Эльфред вел себя, как король, и не встречал ни противодействия, ни даже удивления эрлов. Что же касалось крестьян, то большая часть общин жила еще по старым законам, когда дети имели право на наследство за родителями лишь в том случае, если у отца нет младших братьев, или же те не нуждаются в наследстве. То, что корона передавалась в семье короля Этельвольда-старшего от брата к брату, простолюдины воспринимали, как нечто само собой разумеющееся.
Датчане, изумленные и обескураженные подкреплением, пришедшим к саксам совершенно неожиданно, согласились на переговоры.
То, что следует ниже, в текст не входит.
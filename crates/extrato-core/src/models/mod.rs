//! Data models for statements and configuration.

pub mod config;
pub mod statement;

pub use config::ExtratoConfig;
pub use statement::{StatementFile, StatementRecord};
Эльфред явился в их лагерь с пышной и прекрасно вооруженной свитой. Всех своих людей, оставшихся в Уилтоне, если только они еще могли стоять на ногах, он расставил по стенам, приказав надеть доспехи. Чувствуя, что взгляды врагов то и дело обращаются к стенам, ощетинившимся оружием, молодой человек мысленно порадовался своей выдумке.
Он держался спокойно и уверенно, разговаривал с датчанами с таким видом, будто это он пришел в их страну грабить. Конечно, норманнов невозможно было смутить, но уверенность молодого короля убедила северян, что это подкрепление — не последнее. И они согласились взять выкуп.
Сумму назвали большую. Эльфред по опыту знал, что торговаться бессмысленно. Но раз уж заплатить придется, надо попытаться выторговать как можно большую передышку. Он потребовал мира самое меньшее на пять лет.
Датчане согласились на это далеко не сразу. Спор продолжался долго, и, в конце концов, предводители северного войска согласились на то, чтоб уйти и, прибыв через год, договориться об отсрочке. «Я не могу принимать такое решение самостоятельно, — объяснил один из них, с трудом управляясь с британским языком. — Я должен посоветоваться».
С кем именно датчанин собирается советоваться, молодой король не понял, да и не пытался вникнуть. Он лишь развел руками и сказал, что нужной суммы у него с собой нет, и, раз так, то половину оговоренного норманны получат через год, когда привезут согласие того, с кем собирались посоветоваться. Северяне подняли шум, но Эльфред был непреклонен. Он дал понять, что если бы договор был заключен сразу, то он как-нибудь нашел бы всю сумму, а так отдаст только половину.